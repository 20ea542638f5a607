//! Command Channel
//!
//! The transport below the bring-up engine. It hands out buffers, queues
//! commands, and later delivers exactly one completion event per accepted
//! command to the [`CompletionTarget`] named at transmit time.

use crate::domain::models::CompletionTarget;
use crate::error::TransmitError;
use crate::hci::buffer::command_alloc_size;
use crate::hci::{HciBuffer, Opcode};
use tracing::{debug, error};

pub trait CommandChannel {
    /// Allocate a buffer of `size` bytes, header included.
    fn alloc(&mut self, size: usize) -> Option<HciBuffer>;

    /// Release a buffer obtained from [`alloc`](Self::alloc) or a delivered event.
    fn free(&mut self, buffer: HciBuffer);

    /// Queue one command.
    ///
    /// On `Ok` the channel owns `buffer` and will deliver one completion event
    /// for `target`. On `Err` the buffer is handed back and the caller must
    /// [`free`](Self::free) it.
    fn transmit(
        &mut self,
        opcode: Opcode,
        buffer: HciBuffer,
        target: CompletionTarget,
    ) -> Result<(), HciBuffer>;
}

/// Receives the completion events for commands it issued.
pub trait CompletionHandler {
    /// Handle one completion event. The handler owns `event` and must free it.
    fn on_complete(&mut self, channel: &mut dyn CommandChannel, event: HciBuffer);
}

/// Allocate, frame and transmit one command on behalf of `target`.
///
/// Every failure path frees the buffer it allocated.
pub fn send_command(
    channel: &mut dyn CommandChannel,
    opcode: Opcode,
    params: &[u8],
    target: CompletionTarget,
) -> Result<(), TransmitError> {
    let mut buffer = channel
        .alloc(command_alloc_size(params.len()))
        .ok_or(TransmitError::NoBuffer)?;

    if let Err(e) = buffer.write_command(opcode, params) {
        error!("Cannot frame command {}: {}", opcode, e);
        channel.free(buffer);
        return Err(TransmitError::Overflow { opcode: opcode.0 });
    }

    debug!(%opcode, len = params.len(), ?target, "Transmitting command");
    channel.transmit(opcode, buffer, target).map_err(|rejected| {
        channel.free(rejected);
        TransmitError::Rejected { opcode: opcode.0 }
    })
}
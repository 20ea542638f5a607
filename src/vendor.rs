//! Vendor library facade
//!
//! Owns the command channel, the wake lines, and one instance of each
//! sub-machine. Every command carries the [`CompletionTarget`] of the machine
//! that issued it, and [`VendorLib::handle_completion`] routes the event back.

use crate::domain::models::{CompletionTarget, VendorEvent};
use crate::domain::settings::{PatchSettings, Settings};
use crate::error::TransmitError;
use crate::hci::HciBuffer;
use crate::hwcfg::firmware::{FirmwareConfig, HaltReason};
use crate::hwcfg::lpm::{idle_timeout_ms, LpmController, LpmParams};
use crate::hwcfg::rfkill::RfKill;
use crate::hwcfg::sco::{ScoConfigurator, ScoInterface};
use crate::hwcfg::settlement;
use crate::infrastructure::channel::{CommandChannel, CompletionHandler};
use crate::infrastructure::upio::Upio;
use crate::patch::PatchLocator;
use std::time::Duration;
use tokio::sync::mpsc;
use tracing::info;

pub struct VendorLib<C: CommandChannel, U: Upio> {
    channel: C,
    upio: U,
    firmware: FirmwareConfig,
    lpm: LpmController,
    sco: ScoConfigurator,
    rf_kill: RfKill,
    patch_settings: PatchSettings,
}

impl<C: CommandChannel, U: Upio> VendorLib<C, U> {
    pub fn new(
        channel: C,
        upio: U,
        settings: &Settings,
        event_sender: mpsc::UnboundedSender<VendorEvent>,
    ) -> Self {
        Self::with_options(
            channel,
            upio,
            settings,
            LpmParams::DEFAULT,
            ScoInterface::BUILD,
            event_sender,
        )
    }

    /// Like [`new`](Self::new) with explicit sleep parameters and SCO interface.
    pub fn with_options(
        channel: C,
        upio: U,
        settings: &Settings,
        lpm_params: LpmParams,
        sco_interface: ScoInterface,
        event_sender: mpsc::UnboundedSender<VendorEvent>,
    ) -> Self {
        info!(
            "vendor lib init: patch dir {}, transport {:?}",
            settings.patch.patch_file_path, settings.transport
        );
        Self {
            channel,
            upio,
            firmware: FirmwareConfig::new(
                PatchLocator::from_settings(&settings.patch),
                event_sender.clone(),
            ),
            lpm: LpmController::new(lpm_params, event_sender.clone()),
            sco: ScoConfigurator::new(sco_interface, settings.transport, event_sender),
            rf_kill: RfKill::default(),
            patch_settings: settings.patch.clone(),
        }
    }

    /// Begin controller bring-up. The outcome arrives as
    /// [`VendorEvent::FirmwareConfigured`].
    pub fn start_firmware_config(&mut self) {
        self.firmware.start(&mut self.channel);
    }

    pub fn set_lpm(&mut self, enable: bool) -> Result<(), TransmitError> {
        self.lpm.set_lpm(&mut self.channel, &mut self.upio, enable)
    }

    /// Idle timeout in milliseconds for the chip found during bring-up.
    pub fn lpm_idle_timeout(&self) -> u32 {
        idle_timeout_ms(self.lpm.params(), self.firmware.chip_name())
    }

    pub fn set_wake_state(&mut self, assert: bool) {
        self.lpm.set_wake_state(&mut self.upio, assert);
    }

    pub fn configure_sco(&mut self) {
        self.sco.configure(&mut self.channel);
    }

    pub fn send_sw_rf_kill(&mut self) -> Result<(), TransmitError> {
        self.rf_kill.send(&mut self.channel)
    }

    /// How long to wait after a successful bring-up.
    pub fn settlement_delay(&self) -> Duration {
        settlement::settlement_delay(
            self.firmware.chip_name(),
            self.patch_settings.settlement_delay_ms,
        )
    }

    /// Deliver one completion event to the machine that issued the command.
    pub fn handle_completion(&mut self, target: CompletionTarget, event: HciBuffer) {
        let channel: &mut dyn CommandChannel = &mut self.channel;
        match target {
            CompletionTarget::FirmwareConfig => self.firmware.on_complete(channel, event),
            CompletionTarget::Lpm => self.lpm.on_complete(channel, event),
            CompletionTarget::Sco => self.sco.on_complete(channel, event),
            CompletionTarget::RfKill => self.rf_kill.on_complete(channel, event),
        }
    }

    /// Why the last bring-up stopped without an outcome, if it did.
    pub fn firmware_halt(&self) -> Option<HaltReason> {
        self.firmware.halt_reason()
    }

    pub fn firmware(&self) -> &FirmwareConfig {
        &self.firmware
    }

    pub fn rf_kill(&self) -> &RfKill {
        &self.rf_kill
    }

    pub fn channel(&self) -> &C {
        &self.channel
    }

    pub fn channel_mut(&mut self) -> &mut C {
        &mut self.channel
    }

    pub fn upio(&self) -> &U {
        &self.upio
    }
}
*****
- **Task**:
Return, exactly, the lines from the first line of the records above to the line containing "fn alloc(&mut self, size: usize)", both included.

- **Output**:
repository 20ea542638f5a607
//! Command Channel
//!
//! The transport below the bring-up engine. It hands out buffers, queues
//! commands, and later delivers exactly one completion event per accepted
//! command to the [`CompletionTarget`] named at transmit time.

use crate::domain::models::CompletionTarget;
use crate::error::TransmitError;
use crate::hci::buffer::command_alloc_size;
use crate::hci::{HciBuffer, Opcode};
use tracing::{debug, error};

pub trait CommandChannel {
    /// Allocate a buffer of `size` bytes, header included.
    fn alloc(&mut self, size: usize) -> Option<HciBuffer>;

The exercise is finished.